Exercise requirements → Retrieve every line from the records in which the word "None" occurs.

Provided data →

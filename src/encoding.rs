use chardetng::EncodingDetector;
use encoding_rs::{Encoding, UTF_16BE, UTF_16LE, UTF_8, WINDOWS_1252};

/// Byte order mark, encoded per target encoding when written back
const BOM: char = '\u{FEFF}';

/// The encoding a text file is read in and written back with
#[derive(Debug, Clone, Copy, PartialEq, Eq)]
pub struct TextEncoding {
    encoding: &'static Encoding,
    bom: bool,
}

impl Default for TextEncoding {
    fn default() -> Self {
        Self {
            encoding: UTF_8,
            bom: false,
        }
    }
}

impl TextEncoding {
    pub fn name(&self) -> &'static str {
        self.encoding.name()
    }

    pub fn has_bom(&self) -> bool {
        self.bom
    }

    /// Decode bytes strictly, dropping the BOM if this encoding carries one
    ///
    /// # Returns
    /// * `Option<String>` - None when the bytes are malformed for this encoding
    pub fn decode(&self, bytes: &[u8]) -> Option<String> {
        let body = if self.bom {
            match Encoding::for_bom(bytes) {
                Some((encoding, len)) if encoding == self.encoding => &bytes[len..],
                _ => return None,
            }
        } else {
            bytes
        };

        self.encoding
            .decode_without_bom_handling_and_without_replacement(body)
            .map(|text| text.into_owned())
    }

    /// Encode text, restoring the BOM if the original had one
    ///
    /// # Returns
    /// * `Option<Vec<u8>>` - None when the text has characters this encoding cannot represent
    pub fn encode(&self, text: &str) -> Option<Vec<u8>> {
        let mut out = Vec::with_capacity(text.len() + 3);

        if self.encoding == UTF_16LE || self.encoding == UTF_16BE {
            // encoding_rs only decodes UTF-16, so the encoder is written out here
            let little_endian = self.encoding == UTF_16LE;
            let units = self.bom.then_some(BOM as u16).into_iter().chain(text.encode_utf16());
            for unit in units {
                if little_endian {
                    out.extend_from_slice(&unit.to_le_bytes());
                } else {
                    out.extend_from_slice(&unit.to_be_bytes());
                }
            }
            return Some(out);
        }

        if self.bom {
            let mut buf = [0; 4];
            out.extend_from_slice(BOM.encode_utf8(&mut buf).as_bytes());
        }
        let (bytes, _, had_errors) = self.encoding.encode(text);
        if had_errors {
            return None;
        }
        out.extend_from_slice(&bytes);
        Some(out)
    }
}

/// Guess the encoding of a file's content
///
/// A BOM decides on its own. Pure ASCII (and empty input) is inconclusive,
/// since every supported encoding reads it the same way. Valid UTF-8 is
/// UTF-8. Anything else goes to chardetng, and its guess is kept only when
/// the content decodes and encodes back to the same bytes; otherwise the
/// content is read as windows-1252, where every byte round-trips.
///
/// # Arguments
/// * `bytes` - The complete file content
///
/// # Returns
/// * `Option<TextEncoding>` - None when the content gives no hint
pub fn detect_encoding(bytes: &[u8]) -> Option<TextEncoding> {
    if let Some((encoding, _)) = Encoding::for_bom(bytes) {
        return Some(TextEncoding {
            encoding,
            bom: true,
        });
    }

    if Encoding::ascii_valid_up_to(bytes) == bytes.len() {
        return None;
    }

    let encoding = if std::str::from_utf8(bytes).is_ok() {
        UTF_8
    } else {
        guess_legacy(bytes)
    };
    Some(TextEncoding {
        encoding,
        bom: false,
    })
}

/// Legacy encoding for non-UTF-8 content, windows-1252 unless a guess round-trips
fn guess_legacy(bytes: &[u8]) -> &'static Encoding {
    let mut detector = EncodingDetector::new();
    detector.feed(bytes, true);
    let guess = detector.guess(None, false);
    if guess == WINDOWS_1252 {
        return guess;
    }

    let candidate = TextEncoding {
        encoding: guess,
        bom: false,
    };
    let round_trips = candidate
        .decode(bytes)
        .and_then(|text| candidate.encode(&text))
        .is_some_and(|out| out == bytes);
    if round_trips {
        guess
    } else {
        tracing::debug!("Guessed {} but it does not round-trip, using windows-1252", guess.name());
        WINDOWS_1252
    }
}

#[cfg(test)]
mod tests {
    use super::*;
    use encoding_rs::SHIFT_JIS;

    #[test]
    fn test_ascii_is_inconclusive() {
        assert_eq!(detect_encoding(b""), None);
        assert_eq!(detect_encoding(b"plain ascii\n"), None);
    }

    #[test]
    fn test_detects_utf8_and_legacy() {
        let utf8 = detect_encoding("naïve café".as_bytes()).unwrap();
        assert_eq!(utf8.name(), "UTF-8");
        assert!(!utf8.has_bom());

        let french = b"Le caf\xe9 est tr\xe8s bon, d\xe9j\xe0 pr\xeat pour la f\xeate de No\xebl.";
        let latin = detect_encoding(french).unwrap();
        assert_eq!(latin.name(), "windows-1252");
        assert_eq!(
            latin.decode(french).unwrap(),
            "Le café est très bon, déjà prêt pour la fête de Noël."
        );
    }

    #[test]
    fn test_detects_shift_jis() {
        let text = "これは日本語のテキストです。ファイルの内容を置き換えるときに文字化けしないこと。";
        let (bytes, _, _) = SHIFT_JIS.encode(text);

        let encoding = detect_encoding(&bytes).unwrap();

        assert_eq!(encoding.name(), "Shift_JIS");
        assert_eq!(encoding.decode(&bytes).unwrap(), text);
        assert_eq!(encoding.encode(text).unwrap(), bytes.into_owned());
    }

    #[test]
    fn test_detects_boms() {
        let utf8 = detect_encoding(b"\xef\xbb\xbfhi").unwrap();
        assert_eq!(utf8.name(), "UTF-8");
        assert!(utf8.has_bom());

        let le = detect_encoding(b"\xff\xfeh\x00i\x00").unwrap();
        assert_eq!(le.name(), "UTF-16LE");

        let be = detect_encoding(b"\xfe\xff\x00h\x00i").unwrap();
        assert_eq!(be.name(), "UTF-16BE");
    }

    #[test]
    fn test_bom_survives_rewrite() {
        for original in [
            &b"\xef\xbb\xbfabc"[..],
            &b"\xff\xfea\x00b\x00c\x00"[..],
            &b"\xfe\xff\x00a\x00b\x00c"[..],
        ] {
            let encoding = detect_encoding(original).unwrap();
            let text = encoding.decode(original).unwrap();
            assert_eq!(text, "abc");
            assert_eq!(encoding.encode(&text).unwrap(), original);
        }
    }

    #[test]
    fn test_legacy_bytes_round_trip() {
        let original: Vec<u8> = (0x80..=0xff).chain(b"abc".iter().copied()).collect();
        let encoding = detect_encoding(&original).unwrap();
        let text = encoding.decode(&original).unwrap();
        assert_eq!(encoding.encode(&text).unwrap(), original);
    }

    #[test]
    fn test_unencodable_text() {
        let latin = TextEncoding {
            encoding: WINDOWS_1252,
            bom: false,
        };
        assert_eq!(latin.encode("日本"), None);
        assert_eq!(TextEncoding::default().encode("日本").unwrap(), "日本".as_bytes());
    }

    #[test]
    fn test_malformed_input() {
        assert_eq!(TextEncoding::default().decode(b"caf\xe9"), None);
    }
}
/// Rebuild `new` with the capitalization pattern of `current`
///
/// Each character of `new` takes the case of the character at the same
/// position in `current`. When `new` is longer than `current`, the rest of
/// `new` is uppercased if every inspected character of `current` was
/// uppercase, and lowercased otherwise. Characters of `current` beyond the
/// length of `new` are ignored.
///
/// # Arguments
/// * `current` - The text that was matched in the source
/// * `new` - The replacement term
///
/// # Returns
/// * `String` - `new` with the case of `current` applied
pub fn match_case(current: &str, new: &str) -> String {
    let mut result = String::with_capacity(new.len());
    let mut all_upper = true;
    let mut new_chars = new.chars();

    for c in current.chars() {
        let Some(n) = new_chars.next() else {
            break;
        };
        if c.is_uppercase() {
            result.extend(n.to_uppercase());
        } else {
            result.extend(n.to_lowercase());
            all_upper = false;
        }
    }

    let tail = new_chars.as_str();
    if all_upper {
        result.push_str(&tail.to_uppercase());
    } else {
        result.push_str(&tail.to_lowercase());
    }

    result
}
* * *
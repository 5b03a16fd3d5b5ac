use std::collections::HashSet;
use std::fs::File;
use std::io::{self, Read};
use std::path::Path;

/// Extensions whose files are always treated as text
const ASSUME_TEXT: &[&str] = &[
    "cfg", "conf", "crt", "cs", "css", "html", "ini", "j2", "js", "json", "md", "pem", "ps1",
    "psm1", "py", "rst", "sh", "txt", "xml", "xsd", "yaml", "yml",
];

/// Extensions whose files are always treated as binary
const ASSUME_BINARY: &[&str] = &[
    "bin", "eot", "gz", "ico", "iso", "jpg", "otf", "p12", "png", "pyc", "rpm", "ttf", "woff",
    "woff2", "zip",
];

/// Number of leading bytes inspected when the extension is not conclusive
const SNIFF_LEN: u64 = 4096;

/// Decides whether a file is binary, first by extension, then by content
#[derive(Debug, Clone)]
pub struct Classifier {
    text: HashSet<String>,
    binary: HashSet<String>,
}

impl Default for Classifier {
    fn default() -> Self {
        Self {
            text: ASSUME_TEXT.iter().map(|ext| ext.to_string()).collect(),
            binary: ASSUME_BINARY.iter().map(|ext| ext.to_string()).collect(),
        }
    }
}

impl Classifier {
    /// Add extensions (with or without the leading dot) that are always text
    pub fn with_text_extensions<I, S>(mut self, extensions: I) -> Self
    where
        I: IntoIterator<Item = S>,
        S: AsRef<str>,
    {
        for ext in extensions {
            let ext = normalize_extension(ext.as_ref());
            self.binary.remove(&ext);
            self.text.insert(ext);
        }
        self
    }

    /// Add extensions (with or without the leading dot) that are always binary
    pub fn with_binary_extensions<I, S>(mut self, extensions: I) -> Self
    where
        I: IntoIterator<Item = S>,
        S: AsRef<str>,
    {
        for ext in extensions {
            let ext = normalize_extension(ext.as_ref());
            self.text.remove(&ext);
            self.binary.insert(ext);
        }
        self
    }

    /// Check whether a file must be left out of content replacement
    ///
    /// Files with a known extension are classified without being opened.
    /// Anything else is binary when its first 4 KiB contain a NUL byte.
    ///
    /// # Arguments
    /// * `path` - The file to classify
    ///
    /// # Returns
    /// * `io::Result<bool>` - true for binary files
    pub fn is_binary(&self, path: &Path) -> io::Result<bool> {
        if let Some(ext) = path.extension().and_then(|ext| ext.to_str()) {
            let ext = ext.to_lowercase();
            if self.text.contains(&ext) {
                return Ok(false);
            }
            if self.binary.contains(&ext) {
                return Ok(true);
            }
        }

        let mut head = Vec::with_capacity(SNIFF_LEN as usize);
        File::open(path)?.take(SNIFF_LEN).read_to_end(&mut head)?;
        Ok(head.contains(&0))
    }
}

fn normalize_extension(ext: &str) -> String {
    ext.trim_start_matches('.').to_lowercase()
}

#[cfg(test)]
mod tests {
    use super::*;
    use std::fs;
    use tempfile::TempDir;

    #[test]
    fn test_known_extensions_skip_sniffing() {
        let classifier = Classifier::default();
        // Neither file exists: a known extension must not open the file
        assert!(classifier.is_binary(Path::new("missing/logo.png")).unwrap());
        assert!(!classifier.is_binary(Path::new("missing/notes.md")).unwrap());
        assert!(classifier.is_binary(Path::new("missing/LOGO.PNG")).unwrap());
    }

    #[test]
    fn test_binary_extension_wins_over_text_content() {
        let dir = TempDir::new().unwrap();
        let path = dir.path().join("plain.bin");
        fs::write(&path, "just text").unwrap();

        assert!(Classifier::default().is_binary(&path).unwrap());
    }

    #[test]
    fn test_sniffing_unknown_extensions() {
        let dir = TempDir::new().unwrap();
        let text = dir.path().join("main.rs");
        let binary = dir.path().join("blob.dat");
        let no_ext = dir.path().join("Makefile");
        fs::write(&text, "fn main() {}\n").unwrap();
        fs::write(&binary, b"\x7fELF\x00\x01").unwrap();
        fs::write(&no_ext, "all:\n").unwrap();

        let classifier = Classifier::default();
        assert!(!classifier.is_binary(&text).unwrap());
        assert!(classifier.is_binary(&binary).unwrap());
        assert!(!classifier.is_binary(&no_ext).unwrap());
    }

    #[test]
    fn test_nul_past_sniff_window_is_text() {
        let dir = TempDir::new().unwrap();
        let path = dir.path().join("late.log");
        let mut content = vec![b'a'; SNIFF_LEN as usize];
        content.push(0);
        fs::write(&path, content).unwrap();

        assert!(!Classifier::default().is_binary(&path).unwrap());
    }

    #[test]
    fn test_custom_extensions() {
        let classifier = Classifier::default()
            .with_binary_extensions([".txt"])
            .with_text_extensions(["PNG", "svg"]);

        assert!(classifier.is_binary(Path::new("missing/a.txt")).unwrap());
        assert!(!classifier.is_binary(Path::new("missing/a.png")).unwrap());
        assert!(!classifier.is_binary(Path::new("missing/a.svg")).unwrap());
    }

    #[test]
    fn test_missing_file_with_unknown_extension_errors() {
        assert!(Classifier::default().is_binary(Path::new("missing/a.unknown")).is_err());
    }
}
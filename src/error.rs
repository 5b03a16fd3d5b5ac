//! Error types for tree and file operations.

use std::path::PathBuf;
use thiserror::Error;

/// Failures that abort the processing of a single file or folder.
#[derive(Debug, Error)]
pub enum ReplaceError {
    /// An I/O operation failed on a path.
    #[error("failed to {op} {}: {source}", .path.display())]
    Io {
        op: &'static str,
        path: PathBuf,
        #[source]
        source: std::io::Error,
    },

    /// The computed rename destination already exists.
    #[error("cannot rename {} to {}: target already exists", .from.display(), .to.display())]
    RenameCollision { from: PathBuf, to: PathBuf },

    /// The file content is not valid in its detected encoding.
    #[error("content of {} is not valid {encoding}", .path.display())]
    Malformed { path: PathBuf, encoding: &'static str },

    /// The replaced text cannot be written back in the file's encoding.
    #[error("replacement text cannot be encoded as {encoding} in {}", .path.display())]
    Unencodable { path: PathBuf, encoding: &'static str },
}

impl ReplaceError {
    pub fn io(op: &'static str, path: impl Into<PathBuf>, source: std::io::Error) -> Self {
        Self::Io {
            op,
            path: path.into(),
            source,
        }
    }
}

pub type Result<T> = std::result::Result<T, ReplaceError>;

Answer to this exercise →
    /// * `Option<String>` - None when the bytes are malformed for this encoding
                _ => return None,
    /// * `Option<Vec<u8>>` - None when the text has characters this encoding cannot represent
            return None;
/// * `Option<TextEncoding>` - None when the content gives no hint
        return None;
    let guess = detector.guess(None, false);
        assert_eq!(detect_encoding(b""), None);
        assert_eq!(detect_encoding(b"plain ascii\n"), None);
        assert_eq!(latin.encode("日本"), None);
        assert_eq!(TextEncoding::default().decode(b"caf\xe9"), None);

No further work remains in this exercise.